The Order is built on concord and harmony and operates independently of race, religion or politics in the same way as front line service, but with full democracy.
Outeniqua Shellhole was chartered on the 7th June 1949 under command of the Western Provincial Dugout.
The Shellhole's command later changed to Cape Eastern Provincial Dugout and the Dugout's name changed to Eastern Cape Provincial Dugout.
The name of the Shellhole was inspired by the beautiful mountain ranges along the Garden Route, the Outeniqua Mountains.
Taken from Sydney Opperman's articles: "The Outeniqua Mountains near George were named after the ancient indigenious people, the Outeniqua. The name Outeniqua consists of three component words : Ou-teni-qua that describe them as 'people living in harmony with honey bees'. The bee would be the symbol of these people, not only here, but also in the ancient civilisations of India and Egypt. It carries the symbolism not only of 'Mother Earth and her energy', but also of 'divine intelligence'.
Another bearing/translation: Outeniqua is said to be derived from the Outeniqua tribe that once lived in this area and it means : They who bear honey (Honey Bearers).
This Shellhole developed over the past 71 years to the successes it enjoys today and these have been achievable through hard work and commitment by all the members of the Outeniqua Shellhole.
Mossel Bay (Gun Battery)
On 28 September 2008 the Blaize Away Shellhole charter date was re-establishment after it was disbanded during 1984
With the naming of the Blaize Away Shellhole the story (word of mouth) from the Past Moth Jimmy Suttie who hails from Outeniqua Shellhole
During WW 1 & 2 there was a Gun Battery installation as part of the Coastal Garrison Artillery near the Saint Blaize Lighthouse which protected the harbour and many sightings of German U-boats were reported and shot at from the battery on top of the cliff.

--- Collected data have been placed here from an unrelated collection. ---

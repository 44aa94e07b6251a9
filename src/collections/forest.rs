//! Disjoint-set forest over arbitrary hashable elements.
//!
//! [`DisjointSetForest`] maps each element of a caller-supplied universe to
//! a slot in an index-based [`UnionFind`] arena. Elements keep their
//! insertion order, so set listings are reproducible across runs.

use std::fmt;
use std::hash::Hash;

use indexmap::IndexSet;
use log::debug;

use super::union_find::UnionFind;
use crate::error::DisjointSetError;

/// How construction treats an element that appears more than once.
#[derive(Debug, Clone, Copy, PartialEq, Eq, Default)]
pub enum DuplicatePolicy {
    /// Later copies collapse into the first one silently.
    #[default]
    Collapse,
    /// Construction fails with [`DisjointSetError::InvalidInput`].
    Reject,
}

/// Partition of a fixed universe of elements into disjoint sets.
///
/// # Examples
/// ```
/// use u_disjoint::collections::DisjointSetForest;
///
/// let mut forest = DisjointSetForest::new([1, 2, 3, 4, 5]);
/// forest.union(&1, &3)?;
/// assert!(forest.connected(&1, &3)?);
/// assert!(!forest.connected(&1, &2)?);
///
/// forest.union(&1, &2)?;
/// assert!(forest.connected(&2, &3)?);
/// assert_eq!(forest.find(&3)?, &1);
///
/// assert!(forest.find(&9).is_err());
/// # Ok::<(), u_disjoint::DisjointSetError>(())
/// ```
#[derive(Debug, Clone)]
pub struct DisjointSetForest<T> {
    elements: IndexSet<T>,
    arena: UnionFind,
}

impl<T: Hash + Eq + fmt::Debug> DisjointSetForest<T> {
    /// Creates one singleton set per distinct element.
    ///
    /// Duplicates collapse into the first occurrence
    /// ([`DuplicatePolicy::Collapse`]).
    pub fn new<I: IntoIterator<Item = T>>(elements: I) -> Self {
        let mut set = IndexSet::new();
        let mut supplied = 0_usize;
        for element in elements {
            supplied += 1;
            set.insert(element);
        }
        Self::from_set(set, supplied)
    }

    /// Creates one singleton set per element, handling duplicates per `policy`.
    ///
    /// # Errors
    /// [`DisjointSetError::InvalidInput`] naming the first repeated element
    /// when `policy` is [`DuplicatePolicy::Reject`].
    pub fn with_policy<I: IntoIterator<Item = T>>(
        elements: I,
        policy: DuplicatePolicy,
    ) -> Result<Self, DisjointSetError> {
        match policy {
            DuplicatePolicy::Collapse => Ok(Self::new(elements)),
            DuplicatePolicy::Reject => {
                let mut set = IndexSet::new();
                for element in elements {
                    if set.contains(&element) {
                        return Err(DisjointSetError::InvalidInput(format!(
                            "duplicate element {element:?}"
                        )));
                    }
                    set.insert(element);
                }
                let supplied = set.len();
                Ok(Self::from_set(set, supplied))
            }
        }
    }

    fn from_set(elements: IndexSet<T>, supplied: usize) -> Self {
        let n = elements.len();
        if supplied > n {
            debug!(
                "built forest of {n} elements ({} duplicates collapsed)",
                supplied - n
            );
        } else {
            debug!("built forest of {n} elements");
        }
        Self {
            elements,
            arena: UnionFind::new(n),
        }
    }

    fn index_of(&self, element: &T) -> Result<usize, DisjointSetError> {
        self.elements
            .get_index_of(element)
            .ok_or_else(|| DisjointSetError::NotFound(format!("{element:?}")))
    }

    /// Returns the number of elements in the universe.
    pub fn len(&self) -> usize {
        self.elements.len()
    }

    /// Returns `true` if the universe is empty.
    pub fn is_empty(&self) -> bool {
        self.elements.is_empty()
    }

    /// Returns `true` if `element` belongs to the universe.
    pub fn contains(&self, element: &T) -> bool {
        self.elements.contains(element)
    }

    /// Iterates over the universe in insertion order.
    pub fn elements(&self) -> impl Iterator<Item = &T> {
        self.elements.iter()
    }

    /// Returns the representative of the set containing `element`.
    ///
    /// Compresses the path it walks, so this takes `&mut self` even though
    /// the partition itself never changes.
    ///
    /// # Errors
    /// [`DisjointSetError::NotFound`] if `element` is outside the universe.
    pub fn find(&mut self, element: &T) -> Result<&T, DisjointSetError> {
        let idx = self.index_of(element)?;
        let root = self.arena.find(idx)?;
        Ok(&self.elements[root])
    }

    /// Returns the representative of `element`'s set without compressing.
    pub fn root_of(&self, element: &T) -> Result<&T, DisjointSetError> {
        let idx = self.index_of(element)?;
        let root = self.arena.root_of(idx)?;
        Ok(&self.elements[root])
    }

    /// Merges the sets containing `a` and `b`.
    ///
    /// Returns `false` when they already shared a set. On equal ranks the
    /// representative of `a` survives.
    ///
    /// # Errors
    /// [`DisjointSetError::NotFound`] if either element is outside the
    /// universe; nothing is mutated.
    pub fn union(&mut self, a: &T, b: &T) -> Result<bool, DisjointSetError> {
        let a = self.index_of(a)?;
        let b = self.index_of(b)?;
        self.arena.union(a, b)
    }

    /// Returns `true` if `a` and `b` share a representative.
    ///
    /// # Errors
    /// [`DisjointSetError::NotFound`] if either element is outside the universe.
    pub fn connected(&mut self, a: &T, b: &T) -> Result<bool, DisjointSetError> {
        let a = self.index_of(a)?;
        let b = self.index_of(b)?;
        self.arena.connected(a, b)
    }

    /// Returns the number of disjoint sets.
    pub fn component_count(&self) -> usize {
        self.arena.component_count()
    }

    /// Returns the number of elements sharing `element`'s set.
    pub fn component_size(&mut self, element: &T) -> Result<usize, DisjointSetError> {
        let idx = self.index_of(element)?;
        self.arena.component_size(idx)
    }

    /// Adds `element` as a new singleton set.
    ///
    /// Returns `false`, leaving the forest unchanged, if it is already present.
    pub fn insert(&mut self, element: T) -> bool {
        if self.elements.contains(&element) {
            return false;
        }
        self.elements.insert(element);
        self.arena.push();
        true
    }

    /// Lists every set; members and sets follow insertion order.
    pub fn sets(&mut self) -> Vec<Vec<&T>> {
        let groups = self.arena.groups();
        groups
            .into_iter()
            .map(|group| group.into_iter().map(|i| &self.elements[i]).collect())
            .collect()
    }
}

impl<T: Hash + Eq + fmt::Debug> FromIterator<T> for DisjointSetForest<T> {
    fn from_iter<I: IntoIterator<Item = T>>(iter: I) -> Self {
        Self::new(iter)
    }
}
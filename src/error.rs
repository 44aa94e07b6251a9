//! Error type shared by the disjoint-set structures.

/// Errors returned by [`UnionFind`](crate::collections::UnionFind) and
/// [`DisjointSetForest`](crate::collections::DisjointSetForest).
#[derive(Debug, Clone, PartialEq, Eq)]
pub enum DisjointSetError {
    /// The element is not part of the universe.
    NotFound(String),
    /// Construction input rejected (duplicate under a strict policy).
    InvalidInput(String),
}

impl std::fmt::Display for DisjointSetError {
    fn fmt(&self, f: &mut std::fmt::Formatter<'_>) -> std::fmt::Result {
        match self {
            DisjointSetError::NotFound(msg) => write!(f, "element not found: {msg}"),
            DisjointSetError::InvalidInput(msg) => write!(f, "invalid input: {msg}"),
        }
    }
}

impl std::error::Error for DisjointSetError {}
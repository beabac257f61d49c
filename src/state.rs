use crate::config::AppConfig;
use crate::db::DbPool;
use std::sync::Arc;

#[derive(Clone)]
pub struct AppState {
    pub pool: DbPool,
    pub config: Arc<AppConfig>,
}

impl AppState {
    pub fn new(pool: DbPool, config: AppConfig) -> Self {
        Self {
            pool,
            config: Arc::new(config),
        }
    }
}
use crate::commands;
use crate::state::AppState;
use axum::{routing::get, Router};

pub fn router() -> Router<AppState> {
    Router::new()
        .route(
            "/api/reports/students/:nisn/monthly",
            get(commands::report::student_monthly_axum),
        )
        .route(
            "/api/reports/students/:nisn/history",
            get(commands::report::student_history_axum),
        )
        .route(
            "/api/reports/classes",
            get(commands::report::class_rollup_axum),
        )
        .route(
            "/api/reports/export",
            get(commands::report::export_workbook_axum),
        )
        .route(
            "/api/reports/export/csv",
            get(commands::report::export_csv_axum),
        )
}
use crate::commands;
use crate::state::AppState;
use axum::{
    routing::{get, post},
    Router,
};

pub fn router() -> Router<AppState> {
    Router::new()
        .route("/api/users/login", post(commands::user::login_axum))
        .route(
            "/api/users",
            get(commands::user::get_users_axum).post(commands::user::create_user_axum),
        )
}
pub mod import;

use crate::db::{DbPool, Student};
use crate::error::{SipesdaError, SipesdaResult};
use crate::state::AppState;
use axum::{
    extract::{Path, State},
    Json,
};
use serde::{Deserialize, Serialize};
use serde_json::{json, Value};

#[derive(Debug, Clone, Copy, PartialEq, Eq, Serialize, Deserialize)]
pub enum Sex {
    L,
    P,
}

impl Sex {
    pub fn parse(s: &str) -> Option<Sex> {
        match s {
            "L" => Some(Sex::L),
            "P" => Some(Sex::P),
            _ => None,
        }
    }

    pub fn as_str(&self) -> &'static str {
        match self {
            Sex::L => "L",
            Sex::P => "P",
        }
    }
}

pub const NISN_MAX: usize = 20;
pub const NAME_MAX: usize = 255;
pub const KELAS_MAX: usize = 10;
pub const NO_HP_MAX: usize = 30;

/// Trims and length-checks a free-text field. Limits mirror the column sizes.
pub fn optional_field(label: &str, value: &str, max: usize) -> SipesdaResult<String> {
    let value = value.trim();
    if value.chars().count() > max {
        return Err(SipesdaError::Validation(format!(
            "{} maksimal {} karakter",
            label, max
        )));
    }
    Ok(value.to_string())
}

pub fn required_field(label: &str, value: &str, max: usize) -> SipesdaResult<String> {
    let value = optional_field(label, value, max)?;
    if value.is_empty() {
        return Err(SipesdaError::Validation(format!("{} harus diisi", label)));
    }
    Ok(value)
}

/// Cohort years are four digits, e.g. `2024`.
pub fn cohort_year(value: &str) -> SipesdaResult<String> {
    let value = value.trim();
    if value.len() == 4 && value.chars().all(|c| c.is_ascii_digit()) {
        Ok(value.to_string())
    } else {
        Err(SipesdaError::Validation(
            "Angkatan harus berupa tahun 4 digit".to_string(),
        ))
    }
}

pub fn parse_sex(value: &str) -> SipesdaResult<Sex> {
    Sex::parse(value.trim())
        .ok_or_else(|| SipesdaError::Validation("Jenis kelamin harus L atau P".to_string()))
}

#[derive(Debug, Clone, Deserialize)]
pub struct StudentInput {
    pub nisn: String,
    pub nama: String,
    pub nama_wali: Option<String>,
    pub kelas: String,
    pub angkatan: Option<String>,
    pub alamat: Option<String>,
    pub no_hp: Option<String>,
    pub jenis_kelamin: Option<String>,
}

/// Partial update. The older form field names are still accepted.
#[derive(Debug, Clone, Default, Deserialize)]
pub struct StudentUpdate {
    pub nisn: Option<String>,
    pub nama: Option<String>,
    #[serde(alias = "nama_orang_tua")]
    pub nama_wali: Option<String>,
    pub kelas: Option<String>,
    pub angkatan: Option<String>,
    pub alamat: Option<String>,
    #[serde(alias = "no_telepon")]
    pub no_hp: Option<String>,
    pub jenis_kelamin: Option<String>,
}

impl StudentUpdate {
    fn is_empty(&self) -> bool {
        self.nisn.is_none()
            && self.nama.is_none()
            && self.nama_wali.is_none()
            && self.kelas.is_none()
            && self.angkatan.is_none()
            && self.alamat.is_none()
            && self.no_hp.is_none()
            && self.jenis_kelamin.is_none()
    }

    /// Applies the create-time rules to every field present.
    pub fn validate(self) -> SipesdaResult<StudentUpdate> {
        Ok(StudentUpdate {
            nisn: self
                .nisn
                .map(|v| required_field("NISN", &v, NISN_MAX))
                .transpose()?,
            nama: self
                .nama
                .map(|v| required_field("Nama", &v, NAME_MAX))
                .transpose()?,
            nama_wali: self
                .nama_wali
                .map(|v| optional_field("Nama wali", &v, NAME_MAX))
                .transpose()?,
            kelas: self
                .kelas
                .map(|v| required_field("Kelas", &v, KELAS_MAX))
                .transpose()?,
            angkatan: self.angkatan.map(|v| cohort_year(&v)).transpose()?,
            alamat: self.alamat,
            no_hp: self
                .no_hp
                .map(|v| optional_field("No HP", &v, NO_HP_MAX))
                .transpose()?,
            jenis_kelamin: self
                .jenis_kelamin
                .map(|v| parse_sex(&v).map(|sex| sex.as_str().to_string()))
                .transpose()?,
        })
    }
}

/// Validated row ready for insertion.
#[derive(Debug, Clone, PartialEq)]
pub struct NewStudent {
    pub nisn: String,
    pub nama: String,
    pub nama_wali: String,
    pub kelas: String,
    pub angkatan: String,
    pub alamat: Option<String>,
    pub no_hp: String,
    pub jenis_kelamin: Sex,
}

impl StudentInput {
    pub fn validate(self) -> SipesdaResult<NewStudent> {
        let nisn = required_field("NISN", &self.nisn, NISN_MAX)?;
        let nama = required_field("Nama", &self.nama, NAME_MAX)?;
        let kelas = required_field("Kelas", &self.kelas, KELAS_MAX)?;

        let jenis_kelamin = match self.jenis_kelamin.as_deref().map(str::trim) {
            None | Some("") => Sex::L,
            Some(s) => parse_sex(s)?,
        };

        let angkatan = match self.angkatan.as_deref().map(str::trim) {
            None | Some("") => chrono::Local::now().format("%Y").to_string(),
            Some(a) => cohort_year(a)?,
        };

        Ok(NewStudent {
            nisn,
            nama,
            nama_wali: optional_field(
                "Nama wali",
                self.nama_wali.as_deref().unwrap_or_default(),
                NAME_MAX,
            )?,
            kelas,
            angkatan,
            alamat: self.alamat.filter(|a| !a.trim().is_empty()),
            no_hp: optional_field("No HP", self.no_hp.as_deref().unwrap_or_default(), NO_HP_MAX)?,
            jenis_kelamin,
        })
    }
}

pub async fn find_student(pool: &DbPool, nisn: &str) -> SipesdaResult<Option<Student>> {
    Ok(
        sqlx::query_as::<_, Student>("SELECT * FROM students WHERE nisn = $1")
            .bind(nisn)
            .fetch_optional(pool)
            .await?,
    )
}

pub async fn list_students(pool: &DbPool) -> SipesdaResult<Vec<Student>> {
    Ok(
        sqlx::query_as::<_, Student>("SELECT * FROM students ORDER BY kelas, nama")
            .fetch_all(pool)
            .await?,
    )
}

pub async fn insert_student(pool: &DbPool, student: &NewStudent) -> SipesdaResult<()> {
    let result = sqlx::query(
        "INSERT INTO students (nisn, nama, nama_wali, kelas, angkatan, alamat, no_hp, jenis_kelamin)
         VALUES ($1, $2, $3, $4, $5, $6, $7, $8)",
    )
    .bind(&student.nisn)
    .bind(&student.nama)
    .bind(&student.nama_wali)
    .bind(&student.kelas)
    .bind(&student.angkatan)
    .bind(&student.alamat)
    .bind(&student.no_hp)
    .bind(student.jenis_kelamin.as_str())
    .execute(pool)
    .await;

    match result {
        Ok(_) => Ok(()),
        Err(sqlx::Error::Database(e)) if e.is_unique_violation() => Err(SipesdaError::Conflict(
            format!("NISN {} sudah terdaftar", student.nisn),
        )),
        Err(e) => Err(e.into()),
    }
}

pub async fn get_students_axum(State(state): State<AppState>) -> SipesdaResult<Json<Vec<Student>>> {
    Ok(Json(list_students(&state.pool).await?))
}

pub async fn get_student_axum(
    State(state): State<AppState>,
    Path(nisn): Path<String>,
) -> SipesdaResult<Json<Option<Student>>> {
    Ok(Json(find_student(&state.pool, &nisn).await?))
}

pub async fn create_student_axum(
    State(state): State<AppState>,
    Json(input): Json<StudentInput>,
) -> SipesdaResult<Json<Value>> {
    let student = input.validate()?;
    insert_student(&state.pool, &student).await?;
    tracing::info!("Student {} created", student.nisn);

    Ok(Json(json!({
        "message": "Siswa berhasil ditambahkan",
        "nisn": student.nisn,
    })))
}

pub async fn update_student_axum(
    State(state): State<AppState>,
    Path(nisn): Path<String>,
    Json(update): Json<StudentUpdate>,
) -> SipesdaResult<Json<Value>> {
    if update.is_empty() {
        return Err(SipesdaError::Validation(
            "Tidak ada data yang diperbarui".to_string(),
        ));
    }
    let update = update.validate()?;

    let result = sqlx::query(
        "UPDATE students SET
            nisn = COALESCE($1, nisn),
            nama = COALESCE($2, nama),
            nama_wali = COALESCE($3, nama_wali),
            kelas = COALESCE($4, kelas),
            angkatan = COALESCE($5, angkatan),
            alamat = COALESCE($6, alamat),
            no_hp = COALESCE($7, no_hp),
            jenis_kelamin = COALESCE($8, jenis_kelamin),
            updated_at = NOW()
         WHERE nisn = $9",
    )
    .bind(update.nisn.as_deref())
    .bind(update.nama.as_deref())
    .bind(update.nama_wali.as_deref())
    .bind(update.kelas.as_deref())
    .bind(update.angkatan.as_deref())
    .bind(update.alamat.as_deref())
    .bind(update.no_hp.as_deref())
    .bind(update.jenis_kelamin.as_deref())
    .bind(&nisn)
    .execute(&state.pool)
    .await;

    let updated = match result {
        Ok(r) => r.rows_affected(),
        Err(sqlx::Error::Database(e)) if e.is_unique_violation() => {
            return Err(SipesdaError::Conflict("NISN sudah terdaftar".to_string()))
        }
        Err(e) => return Err(e.into()),
    };

    Ok(Json(json!({
        "message": "Siswa diperbarui",
        "updated": updated,
    })))
}

pub async fn delete_student_axum(
    State(state): State<AppState>,
    Path(nisn): Path<String>,
) -> SipesdaResult<Json<Value>> {
    let result = sqlx::query("DELETE FROM students WHERE nisn = $1")
        .bind(&nisn)
        .execute(&state.pool)
        .await?;
    tracing::info!("Student {} deleted ({} rows)", nisn, result.rows_affected());

    Ok(Json(json!({
        "message": "Siswa dihapus",
        "deleted": result.rows_affected(),
    })))
}
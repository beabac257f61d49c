use crate::commands::payment::MAX_NOMINAL;
use crate::db::PaymentType;
use crate::error::{SipesdaError, SipesdaResult};
use crate::fee::Recurrence;
use crate::state::AppState;
use axum::{extract::State, Json};
use serde::Deserialize;
use serde_json::{json, Value};

#[derive(Debug, Deserialize)]
pub struct PaymentTypeInput {
    pub nama: String,
    pub nominal: i64,
    pub periode: String,
    #[serde(default = "default_aktif")]
    pub aktif: bool,
}

fn default_aktif() -> bool {
    true
}

impl PaymentTypeInput {
    fn validate(&self) -> SipesdaResult<()> {
        if self.nama.trim().is_empty() {
            return Err(SipesdaError::Validation(
                "Nama jenis pembayaran harus diisi".to_string(),
            ));
        }
        if !(0..=MAX_NOMINAL).contains(&self.nominal) {
            return Err(SipesdaError::Validation(
                "Nominal di luar batas yang diizinkan".to_string(),
            ));
        }
        let known = [Recurrence::Monthly, Recurrence::Yearly, Recurrence::Once]
            .iter()
            .any(|r| r.label() == self.periode.trim());
        if !known {
            return Err(SipesdaError::Validation(format!(
                "Periode tidak dikenal: {}",
                self.periode
            )));
        }
        Ok(())
    }
}

pub async fn get_payment_types_axum(
    State(state): State<AppState>,
) -> SipesdaResult<Json<Vec<PaymentType>>> {
    let rows = sqlx::query_as::<_, PaymentType>(
        "SELECT * FROM payment_types WHERE aktif = TRUE ORDER BY id",
    )
    .fetch_all(&state.pool)
    .await?;
    Ok(Json(rows))
}

pub async fn create_payment_type_axum(
    State(state): State<AppState>,
    Json(input): Json<PaymentTypeInput>,
) -> SipesdaResult<Json<Value>> {
    input.validate()?;

    let result: Result<(i32,), sqlx::Error> = sqlx::query_as(
        "INSERT INTO payment_types (nama, nominal, periode, aktif) VALUES ($1, $2, $3, $4) RETURNING id",
    )
    .bind(input.nama.trim())
    .bind(input.nominal)
    .bind(input.periode.trim())
    .bind(input.aktif)
    .fetch_one(&state.pool)
    .await;

    match result {
        Ok((id,)) => Ok(Json(json!({ "message": "Jenis pembayaran ditambahkan", "id": id }))),
        Err(sqlx::Error::Database(e)) if e.is_unique_violation() => Err(SipesdaError::Conflict(
            format!("Jenis pembayaran {} sudah ada", input.nama.trim()),
        )),
        Err(e) => Err(e.into()),
    }
}

#[cfg(test)]
mod tests {
    use super::*;

    #[test]
    fn periode_must_be_a_known_recurrence() {
        let input: PaymentTypeInput =
            serde_json::from_str(r#"{"nama": "Infaq", "nominal": 10000, "periode": "Bulanan"}"#)
                .unwrap();
        assert!(input.aktif);
        assert!(input.validate().is_ok());

        let bad: PaymentTypeInput =
            serde_json::from_str(r#"{"nama": "Infaq", "nominal": 10000, "periode": "Mingguan"}"#)
                .unwrap();
        assert!(bad.validate().is_err());

        let too_big: PaymentTypeInput = serde_json::from_str(
            r#"{"nama": "Gedung", "nominal": 9000000000000, "periode": "Sekali"}"#,
        )
        .unwrap();
        assert!(too_big.validate().is_err());
    }
}
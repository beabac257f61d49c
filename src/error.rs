use axum::{
    http::StatusCode,
    response::{IntoResponse, Response},
    Json,
};
use serde_json::json;
use thiserror::Error;

#[derive(Error, Debug)]
pub enum SipesdaError {
    #[error("Database error: {0}")]
    Database(#[from] sqlx::Error),

    #[error("Migration error: {0}")]
    Migration(#[from] sqlx::migrate::MigrateError),

    #[error("Authentication failed: {0}")]
    Auth(String),

    #[error("Forbidden: {0}")]
    Forbidden(String),

    #[error("Validation error: {0}")]
    Validation(String),

    #[error("Conflict: {0}")]
    Conflict(String),

    #[error("Internal error: {0}")]
    Internal(String),

    #[error("Bcrypt error: {0}")]
    Bcrypt(#[from] bcrypt::BcryptError),

    #[error("Token error: {0}")]
    Jwt(#[from] jsonwebtoken::errors::Error),
}

pub type SipesdaResult<T> = Result<T, SipesdaError>;

impl IntoResponse for SipesdaError {
    fn into_response(self) -> Response {
        let (status, error_message) = match self {
            SipesdaError::Database(ref e) => {
                tracing::error!("Database Error: {:?}", e);
                (
                    StatusCode::INTERNAL_SERVER_ERROR,
                    "Terjadi kesalahan pada database, silakan coba lagi.".to_string(),
                )
            }
            SipesdaError::Auth(msg) => (StatusCode::UNAUTHORIZED, msg),
            SipesdaError::Forbidden(msg) => (StatusCode::FORBIDDEN, msg),
            SipesdaError::Validation(msg) => (StatusCode::BAD_REQUEST, msg),
            SipesdaError::Conflict(msg) => (StatusCode::CONFLICT, msg),
            SipesdaError::Internal(msg) => {
                tracing::error!("Internal Error: {}", msg);
                (
                    StatusCode::INTERNAL_SERVER_ERROR,
                    "Terjadi kesalahan pada server.".to_string(),
                )
            }
            _ => {
                tracing::error!("Unhandled Error: {:?}", self);
                (
                    StatusCode::INTERNAL_SERVER_ERROR,
                    "Terjadi kesalahan yang tidak diketahui.".to_string(),
                )
            }
        };

        let body = Json(json!({
            "success": false,
            "error": error_message,
        }));

        (status, body).into_response()
    }
}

The name was then adopted by the Moth Shellhole. The “Blaize” from St Blaize and “Away” from “fire away” of the gun battery. Many of the Moths were deployed at the gun battery. There is a hand carved brass plaque somewhere in the Shellhole depicting the “Guns of Blaize Away”!
RedFern was started by a group of Moth from Albatross Shellhole who were resident in Sedgefield & surrounds, is the youngest Shellhole in Garden Route District. RedFern’s charter date is 11 July 2009. It is situated in the Sedgefield Village Green and meet on the last Wednesday of the month.
RedFern hosts parades at the Village/MOTH Memorial in Flamingo Ave.
As explained by late Moth Willy Ward: The reason why “RedFern” was chosen as a name for the Shellhole is that the Red Fern symbolises the Bush Wars in this part of the world.
The charter date of Halfaya Pass Shellhole is 9 October 1959. Halfaya Pass Shellhole was establishedafter World War II by two members who were involved in a skirmish at Halfaya Pass in Egypt between 1941 and 1943. Halfaya Pass is situated between Libya and Egypt.
This route was the transit route to Egypt for the Germans who landed in Libya. Many skirmishes took place between the allied forces who came from South Africa, New Zealand, and Australia who protected the transit route. This is where the name of the Shellhole, Halfaya Pass Shellhole originates from.
The Shellhole uses the emblem of the ostrich on the logo because it is unique to the Oudtshoorn region.
The Albetros stands firm in literary history thanks to the Rhyme of the Ancient mariner , there is more to this bird than poetry . He flies with great wisdom ,you cannot connect with his spirit without getting wet, true to the living Ideals of Mothdom.
MOTH Motorcycle Association
The MMA is an association of bikers that belong to the MOTH Order, mostly blokes that served in the Border wars, we are a brotherhood that was formed by veterans who hold old school values in high regard: respect, comradeship, loyalty and honesty.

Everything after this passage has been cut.